## What you should do
Give the number of lines below that contain "derive", with no other output.

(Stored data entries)
========================================================================
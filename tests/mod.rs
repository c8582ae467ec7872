//! Test suite for VitalSync
//!
//! This module organizes all tests

pub mod common;
pub mod integration;
//! # Backend API
//!
//! - **`client`** - `ApiClient`: bearer auth, `data` envelope, one-shot refresh on 401
//! - **`tokens`** - `TokenStore`: access/refresh tokens and user profile in durable storage

pub mod client;
pub mod tokens;

pub use client::ApiClient;
pub use tokens::{TokenPair, TokenStore};
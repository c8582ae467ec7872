//! Client Module
//!
//! Runtime components of the sync core. Everything here is async and expects
//! to run inside a tokio runtime.
//!
//! # Layers
//!
//! - **Storage**: `storage` (durable key-value store), `cache` (TTL cache on top)
//! - **Connectivity**: `sync` (network monitor), `offline` (mutation queue)
//! - **Remote**: `api` (REST with token refresh), `realtime` (WebSocket push)
//! - **Domain**: `auth`, `services`
//! - **Wiring**: `context`, `config`, `logging`

pub mod api;
pub mod auth;
pub mod cache;
pub mod clock;
pub mod config;
pub mod context;
pub mod logging;
pub mod offline;
pub mod realtime;
pub mod registry;
pub mod services;
pub mod storage;
pub mod sync;

pub use api::{ApiClient, TokenPair, TokenStore};
pub use auth::{AuthService, AuthState, UserInfo, UserRole};
pub use cache::PersistentCache;
pub use config::Config;
pub use context::SyncContext;
pub use offline::{FlushOutcome, FlushReport, MutationKind, OfflineQueue, QueueItem, QueueReplayer};
pub use realtime::{ConnectionState, RealtimeChannel};
pub use registry::{CallbackRegistry, ListenerId, Subscription};
pub use services::{StudentService, UploadOutcome, VitalsService};
pub use storage::{KeyValueStore, MemoryStore, SqliteStore};
pub use sync::{NetworkMonitor, NetworkState};
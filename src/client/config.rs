use crate::client::storage::SqliteStore;
use crate::shared::config::{AppConfig, AppConfigBuilder, ConfigError};
use std::path::{Path, PathBuf};

/// Overrides `server_url`
pub const API_URL_ENV: &str = "VITALSYNC_API_URL";
/// Overrides `socket_url`
pub const SOCKET_URL_ENV: &str = "VITALSYNC_SOCKET_URL";

/// Runtime configuration: file or defaults, then environment overrides.
#[derive(Debug, Clone, PartialEq, Eq)]
pub struct Config {
    app: AppConfig,
}

impl Default for Config {
    fn default() -> Self {
        Self::from_env().unwrap_or_else(|e| {
            tracing::warn!("Ignoring invalid environment configuration: {}", e);
            Self { app: AppConfig::default() }
        })
    }
}

impl Config {
    /// Create a new configuration with default values
    pub fn new() -> Self {
        Self::default()
    }

    /// Defaults with environment overrides applied
    pub fn from_env() -> Result<Self, ConfigError> {
        Self::from_app(AppConfig::default())
    }

    pub fn with_builder(builder: AppConfigBuilder) -> Result<Self, ConfigError> {
        Ok(Self { app: builder.build()? })
    }

    /// Load a TOML file; keys left out keep their defaults
    pub fn from_toml_file(path: impl AsRef<Path>) -> Result<Self, ConfigError> {
        let raw = std::fs::read_to_string(path.as_ref())?;
        Self::from_toml_str(&raw)
    }

    pub fn from_toml_str(raw: &str) -> Result<Self, ConfigError> {
        let app: AppConfig = toml::from_str(raw)?;
        Self::from_app(app)
    }

    fn from_app(mut app: AppConfig) -> Result<Self, ConfigError> {
        if let Some(url) = env_value(API_URL_ENV) {
            app.server_url = url;
        }
        if let Some(url) = env_value(SOCKET_URL_ENV) {
            app.socket_url = Some(url);
        }
        app.validate()?;
        Ok(Self { app })
    }

    /// Get the full URL for an API endpoint
    pub fn api_url(&self, path: &str) -> String {
        format!(
            "{}/{}",
            self.app.server_url.trim_end_matches('/'),
            path.trim_start_matches('/')
        )
    }

    pub fn server_url(&self) -> &str {
        &self.app.server_url
    }

    pub fn socket_url(&self) -> String {
        self.app.socket_url()
    }

    /// SQLite file backing durable storage
    pub fn storage_path(&self) -> PathBuf {
        self.app
            .storage_path
            .clone()
            .unwrap_or_else(SqliteStore::default_path)
    }

    pub fn app(&self) -> &AppConfig {
        &self.app
    }
}

fn env_value(key: &str) -> Option<String> {
    std::env::var(key).ok().filter(|value| !value.trim().is_empty())
}
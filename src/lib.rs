//! VitalSync - Offline-Tolerant Sync Core
//!
//! VitalSync is the data layer of the school health-monitoring client. It
//! keeps vital-sign readings, student profiles and alerts available while the
//! device drifts in and out of coverage.
//!
//! # Overview
//!
//! - Persistent TTL cache with a stale fallback for reads made offline
//! - Durable offline queue for uploads, replayed when connectivity returns
//! - Network monitor fanning connectivity changes out to listeners
//! - REST client with transparent one-shot token refresh
//! - WebSocket channel for live `vitalSigns:update` and `alert:new` pushes
//!
//! # Module Structure
//!
//! - **`shared`** - Wire payloads, realtime events, errors and configuration
//!
//! - **`client`** - Runtime components
//!   - Storage, cache and offline queue
//!   - Network monitor and realtime channel
//!   - API client, auth and domain services
//!   - `SyncContext` wiring everything together
//!
//! # Usage
//!
//! ```rust,no_run
//! use vitalsync::client::{Config, SyncContext};
//!
//! # async fn example() -> vitalsync::shared::SyncResult<()> {
//! vitalsync::client::logging::init("vitalsync=info");
//!
//! let context = SyncContext::new(Config::new()).await?;
//! context.start().await;
//!
//! let user = context.auth().login("nurse@school.test", "secret").await?;
//! let _alerts = context.realtime().on_alert(|alert| {
//!     println!("{:?} alert: {}", alert.severity, alert.message);
//! });
//! let latest = context.vitals().latest("42", false).await?;
//! println!("{} sees heart rate {:?}", user.email, latest.heart_rate);
//!
//! context.shutdown();
//! # Ok(())
//! # }
//! ```
//!
//! # Error Handling
//!
//! Every fallible operation returns [`shared::SyncResult`]. Transient network
//! failures are distinguishable through [`shared::SyncError::is_transient`];
//! an expired session surfaces as `SyncError::RefreshFailed` after stored
//! credentials have been cleared.
//!
//! # Thread Safety
//!
//! All components are `Send + Sync` and shared through `Arc`. Callbacks run on
//! whichever task emits the event and must not block.

/// Shared types and data structures
pub mod shared;

/// Runtime sync components
pub mod client;
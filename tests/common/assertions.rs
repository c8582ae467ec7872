//! Custom assertion macros and utilities
//!
//! Provides enhanced assertion macros for better test output and
//! more descriptive error messages.

/// Assert that a result is ok and return the value
#[macro_export]
macro_rules! assert_ok {
    ($result:expr) => {
        match $result {
            Ok(value) => value,
            Err(e) => panic!("Expected Ok, got Err: {:?}", e),
        }
    };
    ($result:expr, $message:expr) => {
        match $result {
            Ok(value) => value,
            Err(e) => panic!("{}: {:?}", $message, e),
        }
    };
}

/// Assert that a result is an error, optionally of a given shape
#[macro_export]
macro_rules! assert_err {
    ($result:expr) => {
        assert!($result.is_err(), "Expected Err, got Ok");
    };
    ($result:expr, $pattern:pat) => {
        match $result {
            Err($pattern) => {}
            Ok(value) => panic!("Expected Err, got Ok: {:?}", value),
            Err(e) => panic!("Expected different error variant, got: {:?}", e),
        }
    };
}

/// Poll a condition until it holds or the timeout expires
#[macro_export]
macro_rules! assert_eventually {
    ($condition:expr) => {
        $crate::assert_eventually!($condition, std::time::Duration::from_secs(5))
    };
    ($condition:expr, $timeout:expr) => {{
        let deadline = tokio::time::Instant::now() + $timeout;
        loop {
            if $condition {
                break;
            }
            if tokio::time::Instant::now() >= deadline {
                panic!("Condition not met within {:?}: {}", $timeout, stringify!($condition));
            }
            tokio::time::sleep(std::time::Duration::from_millis(10)).await;
        }
    }};
}
//! # SQLite Key-Value Store
//!
//! Durable [`KeyValueStore`] backed by a single SQLite table. Opened in WAL
//! mode so a reader never blocks the writer flushing the offline queue.
//!
//! ## Usage
//!
//! ```rust,no_run
//! use vitalsync::client::storage::{KeyValueStore, SqliteStore};
//!
//! # async fn example() -> vitalsync::shared::SyncResult<()> {
//! let store = SqliteStore::open(SqliteStore::default_path()).await?;
//! store.set("accessToken", "abc").await?;
//! # Ok(())
//! # }
//! ```

use super::KeyValueStore;
use crate::shared::error::SyncResult;
use async_trait::async_trait;
use sqlx::sqlite::{SqliteConnectOptions, SqliteJournalMode, SqlitePoolOptions, SqliteSynchronous};
use sqlx::{Row, SqlitePool};
use std::path::{Path, PathBuf};
use std::str::FromStr;

const SCHEMA: &str = "CREATE TABLE IF NOT EXISTS kv_store (
    key TEXT PRIMARY KEY NOT NULL,
    value TEXT NOT NULL,
    updated_at TEXT NOT NULL
)";

/// SQLite-backed durable store
#[derive(Debug, Clone)]
pub struct SqliteStore {
    pool: SqlitePool,
}

impl SqliteStore {
    /// Open or create the store at `path`
    ///
    /// Creates parent directories and the schema if needed.
    pub async fn open(path: impl AsRef<Path>) -> SyncResult<Self> {
        let path = path.as_ref();
        if let Some(parent) = path.parent() {
            std::fs::create_dir_all(parent)
                .map_err(|e| crate::shared::SyncError::storage(format!("{}: {}", parent.display(), e)))?;
        }

        let options = SqliteConnectOptions::new()
            .filename(path)
            .create_if_missing(true)
            .journal_mode(SqliteJournalMode::Wal)
            .synchronous(SqliteSynchronous::Normal);
        let pool = SqlitePoolOptions::new().connect_with(options).await?;

        let store = Self { pool };
        store.init_schema().await?;
        tracing::debug!("Opened durable store at {}", path.display());
        Ok(store)
    }

    /// Open a private in-memory database
    ///
    /// Limited to a single connection: every pooled connection to
    /// `sqlite::memory:` would otherwise get its own empty database.
    pub async fn in_memory() -> SyncResult<Self> {
        let options = SqliteConnectOptions::from_str("sqlite::memory:")?;
        let pool = SqlitePoolOptions::new()
            .max_connections(1)
            .connect_with(options)
            .await?;

        let store = Self { pool };
        store.init_schema().await?;
        Ok(store)
    }

    /// Platform data directory location of the store file
    pub fn default_path() -> PathBuf {
        let mut path = dirs::data_dir().unwrap_or_else(std::env::temp_dir);
        path.push("vitalsync");
        path.push("store.db");
        path
    }

    async fn init_schema(&self) -> SyncResult<()> {
        sqlx::query(SCHEMA).execute(&self.pool).await?;
        Ok(())
    }

    /// Get connection pool reference
    pub fn pool(&self) -> &SqlitePool {
        &self.pool
    }
}

#[async_trait]
impl KeyValueStore for SqliteStore {
    async fn get(&self, key: &str) -> SyncResult<Option<String>> {
        let row = sqlx::query("SELECT value FROM kv_store WHERE key = ?")
            .bind(key)
            .fetch_optional(&self.pool)
            .await?;
        match row {
            Some(row) => Ok(Some(row.try_get("value")?)),
            None => Ok(None),
        }
    }

    async fn set(&self, key: &str, value: &str) -> SyncResult<()> {
        sqlx::query(
            "INSERT INTO kv_store (key, value, updated_at) VALUES (?, ?, ?)
             ON CONFLICT(key) DO UPDATE SET value = excluded.value, updated_at = excluded.updated_at",
        )
        .bind(key)
        .bind(value)
        .bind(chrono::Utc::now().to_rfc3339())
        .execute(&self.pool)
        .await?;
        Ok(())
    }

    async fn remove(&self, key: &str) -> SyncResult<()> {
        sqlx::query("DELETE FROM kv_store WHERE key = ?")
            .bind(key)
            .execute(&self.pool)
            .await?;
        Ok(())
    }

    async fn remove_many(&self, keys: &[String]) -> SyncResult<()> {
        if keys.is_empty() {
            return Ok(());
        }
        let mut tx = self.pool.begin().await?;
        for key in keys {
            sqlx::query("DELETE FROM kv_store WHERE key = ?")
                .bind(key)
                .execute(&mut *tx)
                .await?;
        }
        tx.commit().await?;
        Ok(())
    }

    async fn keys(&self) -> SyncResult<Vec<String>> {
        let rows = sqlx::query("SELECT key FROM kv_store ORDER BY key")
            .fetch_all(&self.pool)
            .await?;
        let mut keys = Vec::with_capacity(rows.len());
        for row in rows {
            keys.push(row.try_get("key")?);
        }
        Ok(keys)
    }
}
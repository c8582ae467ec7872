//! In-memory [`KeyValueStore`].

use super::KeyValueStore;
use crate::shared::error::SyncResult;
use async_trait::async_trait;
use std::collections::HashMap;
use tokio::sync::RwLock;

#[derive(Debug, Default)]
pub struct MemoryStore {
    entries: RwLock<HashMap<String, String>>,
}

impl MemoryStore {
    pub fn new() -> Self {
        Self::default()
    }

    pub async fn len(&self) -> usize {
        self.entries.read().await.len()
    }

    pub async fn is_empty(&self) -> bool {
        self.entries.read().await.is_empty()
    }
}

#[async_trait]
impl KeyValueStore for MemoryStore {
    async fn get(&self, key: &str) -> SyncResult<Option<String>> {
        Ok(self.entries.read().await.get(key).cloned())
    }

    async fn set(&self, key: &str, value: &str) -> SyncResult<()> {
        self.entries.write().await.insert(key.to_string(), value.to_string());
        Ok(())
    }

    async fn remove(&self, key: &str) -> SyncResult<()> {
        self.entries.write().await.remove(key);
        Ok(())
    }

    async fn remove_many(&self, keys: &[String]) -> SyncResult<()> {
        let mut entries = self.entries.write().await;
        for key in keys {
            entries.remove(key);
        }
        Ok(())
    }

    async fn keys(&self) -> SyncResult<Vec<String>> {
        Ok(self.entries.read().await.keys().cloned().collect())
    }
}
========================================================================
## Response
3